**How to complete this task:**
Your output must match the records exactly, line for line.

Stored data:
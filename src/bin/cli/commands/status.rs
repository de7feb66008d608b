use anyhow::Result;

use mahir_lib::study::CycleStatus;

use crate::app::App;
use crate::render::{paint, score_color, Color};
use crate::OutputFormat;

pub fn run(app: &App, set_name: &str, format: &OutputFormat, use_color: bool) -> Result<()> {
    let set = app.find_set(set_name)?;
    let status = set.status();

    match format {
        OutputFormat::Json => {
            println!("{}", serde_json::to_string_pretty(&status)?);
        }
        OutputFormat::Plain => {
            println!("{}", paint(&status.name, Color::BOLD, use_color));
            println!("  Terms: {} ({} known, {} new)", status.terms, status.learned, status.unlearned);
            println!(
                "  Cycle {}: {}/{} sessions",
                status.cycle, status.sessions, status.cycle_length
            );
            if status.cycle_status == CycleStatus::Complete {
                println!(
                    "  {}",
                    paint("Cycle complete; run `mahir reset` to start the next one", Color::YELLOW, use_color)
                );
            }

            println!("  {:>5} {:>7} {:>6}", "score", "terms", "next");
            for (score, population) in &status.populations {
                let next = status
                    .next_quotas
                    .get(score)
                    .map(|q| q.to_string())
                    .unwrap_or_else(|| "-".to_string());
                println!(
                    "  {} {:>7} {:>6}",
                    paint(&format!("{:>5}", score), score_color(*score), use_color),
                    population,
                    next
                );
            }
            if !status.next_quotas.is_empty() {
                println!("  Next deck: {} terms", status.next_quotas.values().sum::<usize>());
            }
            println!("  Sessions recorded: {}", status.sessions_recorded);
        }
    }

    Ok(())
}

**Task output:**
filename src/bin/cli/commands/status.rs
repository de7feb66008d608b
use anyhow::Result;

use mahir_lib::study::CycleStatus;

use crate::app::App;
use crate::render::{paint, score_color, Color};
use crate::OutputFormat;

pub fn run(app: &App, set_name: &str, format: &OutputFormat, use_color: bool) -> Result<()> {
    let set = app.find_set(set_name)?;
    let status = set.status();

    match format {
        OutputFormat::Json => {
            println!("{}", serde_json::to_string_pretty(&status)?);
        }
        OutputFormat::Plain => {
            println!("{}", paint(&status.name, Color::BOLD, use_color));
            println!("  Terms: {} ({} known, {} new)", status.terms, status.learned, status.unlearned);
            println!(
                "  Cycle {}: {}/{} sessions",
                status.cycle, status.sessions, status.cycle_length
            );
            if status.cycle_status == CycleStatus::Complete {
                println!(
                    "  {}",
                    paint("Cycle complete; run `mahir reset` to start the next one", Color::YELLOW, use_color)
                );
            }

            println!("  {:>5} {:>7} {:>6}", "score", "terms", "next");
            for (score, population) in &status.populations {
                let next = status
                    .next_quotas
                    .get(score)
                    .map(|q| q.to_string())
                    .unwrap_or_else(|| "-".to_string());
                println!(
                    "  {} {:>7} {:>6}",
                    paint(&format!("{:>5}", score), score_color(*score), use_color),
                    population,
                    next
                );
            }
            if !status.next_quotas.is_empty() {
                println!("  Next deck: {} terms", status.next_quotas.values().sum::<usize>());
            }
            println!("  Sessions recorded: {}", status.sessions_recorded);
        }
    }

    Ok(())
}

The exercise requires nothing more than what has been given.